You are viewing a plain text version of this content. The canonical link for it is here.

Posted to user@spark.apache.org by Sourav Mazumder <so...@gmail.com> on 2017/11/21 17:07:37 UTC

Custom Data Source for getting data from Rest based services

Hi All,

Need your thoughts/inputs on a custom Data Source for accessing Rest based
services in parallel using Spark.

Many a times for business applications (batch oriented) one has to call a
target Rest service for a high number of times (with different set of
values of parameters/KV pairs).

The example use cases for the same are -

- Getting results/prediction from Machine Learning/NLP systems,
- Accessing utility APIs (like address validation) in bulk for 1000s of
inputs
- Ingesting data from systems who support only parametric data query (say
for time series data),
- Indexing data to Search systems
- Web crawling
- Accessing business applications which do not support bulk download
- others ....

Typically, for these use cases, the number of time the Service is called
(with various parameters/data) can be high. So people use/develop a
parallel processing framework (specific to his/her choice of language) to
call the APIs in parallel. But typically it is hard to make such thing run
in a distributed manner using multiple machines.

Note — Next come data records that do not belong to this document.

//! Logging configuration.

use serde::{Deserialize, Serialize};

/// Logging and tracing configuration.
#[derive(Debug, Clone, Serialize, Deserialize)]
pub struct LoggingConfig {
    /// Log level: `"trace"`, `"debug"`, `"info"`, `"warn"`, `"error"`.
    #[serde(default = "default_level")]
    pub level: String,
    /// Log format: `"json"` or `"pretty"`.
    #[serde(default = "default_format")]
    pub format: String,
}

impl Default for LoggingConfig {
    fn default() -> Self {
        Self {
            level: default_level(),
            format: default_format(),
        }
    }
}

fn default_level() -> String {
    "info".to_string()
}

fn default_format() -> String {
    "json".to_string()
}
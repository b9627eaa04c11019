//! Configuration management CLI commands.

use clap::{Args, Subcommand};

use crate::output::{self, OutputFormat};

use super::Cli;

/// Arguments for config commands
#[derive(Debug, Args)]
pub struct ConfigArgs {
    /// Config subcommand
    #[command(subcommand)]
    pub command: ConfigCommand,
}

/// Config subcommands
#[derive(Debug, Subcommand)]
pub enum ConfigCommand {
    /// Show the effective configuration (secret masked)
    Show,
    /// Validate the configuration
    Validate,
}

/// Execute config commands
pub fn execute(args: &ConfigArgs, cli: &Cli) -> anyhow::Result<()> {
    let mut config = cli.load_config()?;

    match &args.command {
        ConfigCommand::Show => {
            config.auth.shared_secret = mask_secret(&config.auth.shared_secret);
            output::print_value(&config, cli.format);
        }
        ConfigCommand::Validate => {
            if cli.format == OutputFormat::Json {
                output::print_value(&serde_json::json!({ "valid": true }), cli.format);
                return Ok(());
            }
            output::print_success(&format!("Configuration '{}' is valid", cli.config));
            output::print_kv(
                "Server",
                &format!("{}:{}", config.server.host, config.server.port),
            );
            output::print_kv("Journal", &config.journal.path);
            output::print_kv(
                "Shared secret",
                if config.auth.is_enforced() { "enforced" } else { "disabled" },
            );
            output::print_kv(
                "Ping interval",
                &format!("{}s", config.realtime.ping_interval().as_secs()),
            );
        }
    }

    Ok(())
}

/// Masks a secret for display
fn mask_secret(secret: &str) -> String {
    if secret.is_empty() {
        String::new()
    } else {
        "****".to_string()
    }
}

#[cfg(test)]
mod tests {
    use super::*;

    #[test]
    fn test_mask_secret() {
        assert_eq!(mask_secret(""), "");
        assert_eq!(mask_secret("s3cret"), "****");
    }
}
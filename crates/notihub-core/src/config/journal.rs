//! Dedup journal configuration.

use serde::{Deserialize, Serialize};

/// Where the accepted-identifier journal lives.
#[derive(Debug, Clone, Serialize, Deserialize)]
pub struct JournalConfig {
    /// Path of the JSON journal file.
    #[serde(default = "default_path")]
    pub path: String,
}

impl Default for JournalConfig {
    fn default() -> Self {
        Self {
            path: default_path(),
        }
    }
}

fn default_path() -> String {
    "data/journal.json".to_string()
}
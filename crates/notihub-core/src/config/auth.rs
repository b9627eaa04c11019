//! Producer authentication configuration.

use serde::{Deserialize, Serialize};

/// Shared-secret settings for the ingestion endpoint.
///
/// An empty `shared_secret` puts the hub in accept-all mode.
#[derive(Debug, Clone, Serialize, Deserialize)]
pub struct AuthConfig {
    /// Secret producers must present. Empty disables the check.
    #[serde(default)]
    pub shared_secret: String,
    /// Request header carrying the secret.
    #[serde(default = "default_header_name")]
    pub header_name: String,
}

impl AuthConfig {
    /// Whether a secret is configured.
    pub fn is_enforced(&self) -> bool {
        !self.shared_secret.is_empty()
    }
}

impl Default for AuthConfig {
    fn default() -> Self {
        Self {
            shared_secret: String::new(),
            header_name: default_header_name(),
        }
    }
}

fn default_header_name() -> String {
    "x-notify-secret".to_string()
}
//! Server and CORS configuration.

use serde::{Deserialize, Serialize};

/// HTTP server configuration.
#[derive(Debug, Clone, Serialize, Deserialize)]
pub struct ServerConfig {
    /// Bind address.
    #[serde(default = "default_host")]
    pub host: String,
    /// Bind port.
    #[serde(default = "default_port")]
    pub port: u16,
    /// Graceful shutdown timeout in seconds.
    #[serde(default = "default_shutdown_grace")]
    pub shutdown_grace_seconds: u64,
    /// CORS configuration.
    #[serde(default)]
    pub cors: CorsConfig,
}

impl Default for ServerConfig {
    fn default() -> Self {
        Self {
            host: default_host(),
            port: default_port(),
            shutdown_grace_seconds: default_shutdown_grace(),
            cors: CorsConfig::default(),
        }
    }
}

/// CORS (Cross-Origin Resource Sharing) configuration.
#[derive(Debug, Clone, Serialize, Deserialize)]
pub struct CorsConfig {
    /// Allowed origins (use `["*"]` for development only).
    #[serde(default = "default_allowed_origins")]
    pub allowed_origins: Vec<String>,
    /// Allowed HTTP methods.
    #[serde(default = "default_allowed_methods")]
    pub allowed_methods: Vec<String>,
    /// Max age for preflight cache in seconds.
    #[serde(default = "default_max_age")]
    pub max_age_seconds: u64,
}

impl Default for CorsConfig {
    fn default() -> Self {
        Self {
            allowed_origins: default_allowed_origins(),
            allowed_methods: default_allowed_methods(),
            max_age_seconds: default_max_age(),
        }
    }
}

fn default_host() -> String {
    "0.0.0.0".to_string()
}

fn default_port() -> u16 {
    8080
}

fn default_shutdown_grace() -> u64 {
    10
}

fn default_allowed_origins() -> Vec<String> {
    vec!["*".to_string()]
}

fn default_allowed_methods() -> Vec<String> {
    vec!["GET".to_string(), "POST".to_string(), "OPTIONS".to_string()]
}

fn default_max_age() -> u64 {
    3600
}
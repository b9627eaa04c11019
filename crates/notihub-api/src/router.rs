//! Route definitions for the NotiHub HTTP API.

use axum::Router;
use axum::routing::{get, post};
use tower_http::trace::TraceLayer;

use crate::handlers;
use crate::middleware::cors::build_cors_layer;
use crate::state::AppState;

/// Build the complete Axum router with all routes and middleware.
pub fn build_router(state: AppState) -> Router {
    let api_routes = Router::new()
        .route("/notify", post(handlers::notify::submit))
        .route("/health", get(handlers::health::health));

    let ws_routes = Router::new().route("/ws", get(handlers::ws::ws_upgrade));

    let cors = build_cors_layer(&state.config.server.cors);

    Router::new()
        .nest("/api", api_routes)
        .merge(ws_routes)
        .layer(TraceLayer::new_for_http())
        .layer(cors)
        .with_state(state)
}
//! The journal store: atomic dedup decisions over a durable identifier set.

use std::collections::HashSet;
use std::sync::{Arc, Mutex};

use tracing::{debug, info, warn};

use crate::backend::JournalBackend;
use crate::error::JournalError;

/// In-memory view of the journal.
#[derive(Debug, Default)]
struct JournalState {
    /// Membership index.
    ids: HashSet<String>,
    /// Insertion order, as written to disk.
    order: Vec<String>,
}

impl JournalState {
    fn insert(&mut self, id: &str) -> bool {
        if self.ids.contains(id) {
            return false;
        }
        self.ids.insert(id.to_string());
        self.order.push(id.to_string());
        true
    }
}

/// Process-wide set of accepted event identifiers.
///
/// Identifiers are never removed. The in-memory set is authoritative for
/// the lifetime of the process; the backend only matters across restarts.
#[derive(Debug)]
pub struct JournalStore {
    /// Identifier set guarded for atomic check-and-insert.
    state: Mutex<JournalState>,
    /// Durable storage.
    backend: Arc<dyn JournalBackend>,
    /// Serializes `persist` so an older snapshot never lands after a newer one.
    persist_lock: tokio::sync::Mutex<()>,
}

impl JournalStore {
    /// Load the journal from `backend`.
    ///
    /// A missing, unreadable, or malformed journal yields an empty set;
    /// the condition is logged and startup continues.
    pub async fn load(backend: Arc<dyn JournalBackend>) -> Self {
        let mut state = JournalState::default();

        match backend.read().await {
            Ok(Some(ids)) => {
                for id in &ids {
                    state.insert(id);
                }
                info!(
                    backend = backend.backend_type(),
                    entries = state.order.len(),
                    "Journal loaded"
                );
            }
            Ok(None) => {
                info!(
                    backend = backend.backend_type(),
                    "No journal found, starting empty"
                );
            }
            Err(e) => {
                warn!(
                    backend = backend.backend_type(),
                    error = %e,
                    "Journal unreadable, starting empty"
                );
            }
        }

        Self {
            state: Mutex::new(state),
            backend,
            persist_lock: tokio::sync::Mutex::new(()),
        }
    }

    /// Whether `id` has been accepted before.
    pub fn contains(&self, id: &str) -> bool {
        self.lock().ids.contains(id)
    }

    /// Atomically record `id`.
    ///
    /// Returns `true` if the identifier was new, `false` if it was already
    /// present (in which case nothing changes).
    pub fn accept(&self, id: &str) -> bool {
        self.lock().insert(id)
    }

    /// Write the full current set to the backend, overwriting prior content.
    ///
    /// Returns the number of identifiers written. A failure leaves the
    /// in-memory set untouched.
    pub async fn persist(&self) -> Result<usize, JournalError> {
        let _guard = self.persist_lock.lock().await;
        let snapshot = self.snapshot();
        self.backend.write(&snapshot).await?;
        debug!(entries = snapshot.len(), "Journal persisted");
        Ok(snapshot.len())
    }

    /// Number of accepted identifiers.
    pub fn len(&self) -> usize {
        self.lock().order.len()
    }

    /// Whether nothing has been accepted yet.
    pub fn is_empty(&self) -> bool {
        self.len() == 0
    }

    /// Identifiers in insertion order.
    pub fn snapshot(&self) -> Vec<String> {
        self.lock().order.clone()
    }

    /// The persistence backend.
    pub fn backend(&self) -> &Arc<dyn JournalBackend> {
        &self.backend
    }

    fn lock(&self) -> std::sync::MutexGuard<'_, JournalState> {
        self.state.lock().unwrap_or_else(|e| e.into_inner())
    }
}
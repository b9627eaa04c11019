//! Maps domain `AppError` to HTTP responses.

use axum::Json;
use axum::extract::rejection::JsonRejection;
use axum::http::StatusCode;
use axum::response::{IntoResponse, Response};
use serde::{Deserialize, Serialize};

use notihub_core::error::{AppError, ErrorKind};

/// Standard API error response body.
#[derive(Debug, Clone, Serialize, Deserialize)]
pub struct ApiErrorResponse {
    /// Always `false`.
    pub ok: bool,
    /// Machine-readable error code.
    pub error: String,
    /// Human-readable message.
    pub message: String,
}

/// HTTP-facing wrapper around [`AppError`].
#[derive(Debug)]
pub struct ApiError(pub AppError);

impl From<AppError> for ApiError {
    fn from(err: AppError) -> Self {
        Self(err)
    }
}

impl From<JsonRejection> for ApiError {
    fn from(rejection: JsonRejection) -> Self {
        Self(AppError::validation(format!(
            "Invalid request body: {}",
            rejection.body_text()
        )))
    }
}

impl IntoResponse for ApiError {
    fn into_response(self) -> Response {
        let err = self.0;
        let (status, error_code) = match err.kind {
            ErrorKind::Validation | ErrorKind::Serialization => {
                (StatusCode::BAD_REQUEST, "INVALID_INPUT")
            }
            ErrorKind::Unauthorized => (StatusCode::UNAUTHORIZED, "UNAUTHORIZED"),
            ErrorKind::Storage | ErrorKind::Configuration | ErrorKind::Internal => {
                tracing::error!(error = %err, "Internal server error");
                (StatusCode::INTERNAL_SERVER_ERROR, "INTERNAL_ERROR")
            }
        };

        let body = ApiErrorResponse {
            ok: false,
            error: error_code.to_string(),
            message: err.message,
        };

        (status, Json(body)).into_response()
    }
}
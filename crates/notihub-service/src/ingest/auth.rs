//! Shared-secret check for producers.

use subtle::ConstantTimeEq;

/// The secret producers must present.
///
/// An empty secret means accept-all mode.
#[derive(Clone, Default)]
pub struct SharedSecret {
    secret: Option<String>,
}

impl std::fmt::Debug for SharedSecret {
    fn fmt(&self, f: &mut std::fmt::Formatter<'_>) -> std::fmt::Result {
        f.debug_struct("SharedSecret")
            .field("enforced", &self.is_enforced())
            .finish()
    }
}

impl SharedSecret {
    /// Creates a secret; an empty string disables enforcement.
    pub fn new(secret: impl Into<String>) -> Self {
        let secret = secret.into();
        Self {
            secret: (!secret.is_empty()).then_some(secret),
        }
    }

    /// Accept-all mode.
    pub fn disabled() -> Self {
        Self::default()
    }

    /// Whether a secret is configured.
    pub fn is_enforced(&self) -> bool {
        self.secret.is_some()
    }

    /// Checks a presented token in constant time.
    pub fn verify(&self, presented: Option<&str>) -> bool {
        match (&self.secret, presented) {
            (None, _) => true,
            (Some(_), None) => false,
            (Some(expected), Some(token)) => {
                bool::from(expected.as_bytes().ct_eq(token.as_bytes()))
            }
        }
    }
}
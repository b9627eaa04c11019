//! Persistence backends for the journal.

pub mod file;
pub mod memory;

use async_trait::async_trait;

use crate::error::JournalError;

/// Durable storage for the ordered list of accepted identifiers.
///
/// Implementations only move whole snapshots; membership logic lives in
/// [`crate::JournalStore`].
#[async_trait]
pub trait JournalBackend: Send + Sync + std::fmt::Debug + 'static {
    /// Return the backend type name (e.g. `"file"`, `"memory"`).
    fn backend_type(&self) -> &str;

    /// Read the persisted identifiers. `Ok(None)` means nothing has been
    /// persisted yet.
    async fn read(&self) -> Result<Option<Vec<String>>, JournalError>;

    /// Replace the persisted identifiers with `ids`.
    async fn write(&self, ids: &[String]) -> Result<(), JournalError>;
}
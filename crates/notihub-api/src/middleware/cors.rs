//! CORS layer configuration.

use axum::http::{HeaderValue, Method};
use tower_http::cors::{Any, CorsLayer};

use notihub_core::config::CorsConfig;

/// Builds a CORS tower layer from configuration.
pub fn build_cors_layer(config: &CorsConfig) -> CorsLayer {
    let mut layer = CorsLayer::new();

    if config.allowed_origins.iter().any(|o| o == "*") {
        layer = layer.allow_origin(Any);
    } else {
        let origins: Vec<HeaderValue> = config
            .allowed_origins
            .iter()
            .filter_map(|o| o.parse().ok())
            .collect();
        layer = layer.allow_origin(origins);
    }

    let methods: Vec<Method> = config
        .allowed_methods
        .iter()
        .filter_map(|m| m.parse().ok())
        .collect();

    layer
        .allow_methods(methods)
        .allow_headers(Any)
        .max_age(std::time::Duration::from_secs(config.max_age_seconds))
}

I found Spark's distributed programming paradigm can be used in a great way
for this. And was trying to create a custom Data Source for the same. Here
is the link to the repo -
https://github.com/sourav-mazumder/Data-Science-Extensions/tree/master/spark-datasource-rest

The interface goes like this :
- Inputs : REST API endpoint URL, input Data in a Temporary Spark Table -
the name of the table has to be passed, type of method (Get, Post, Put or
Delete), userid/password (for the sites which need authentication),
connection parameters (connection time, read time), parameter to call the
target Rest API only once (useful for services for which you have to pay or
have a daily/hourly limit)
- Output : A DataFrame with Rows of Struct. The Struct will have the output
returned by the target API.

Any thoughts/inputs on this ?
a) Will this be useful for the applications/use cases you develop ?
b) What you typically use to address this type of needs ?
c) What else should be considered to make this framework more generic
/useful ?

Regards,
Sourav

P.S. I found this resource (https://www.alibabacloud.com/forum/read-474)
where the similar requirement is discussed and a solution is proposed. Not
sure what is the status of the proposal. However, some more things I found
need to be addressed in that proposal -
a) The proposal covers calling the Rest API for one set of key/value
parameter. In the above approach one can call same Rest API multiple times
with different sets of values of the keys.
b) There should be an option where Rest API should be called only once for
a given set of key/value parameters. This is important as many a times one
has to pay for accessing a Rest API and also there may be a limit per
day/hour basis.
c) Does not support calling a Rest service which is based on Post or other
HTTP methods
d) The results in other formats (like xml, csv) cannot be addressed

Re: Custom Data Source for getting data from Rest based services

Posted by Jean Georges Perrin <jg...@jgp.net>.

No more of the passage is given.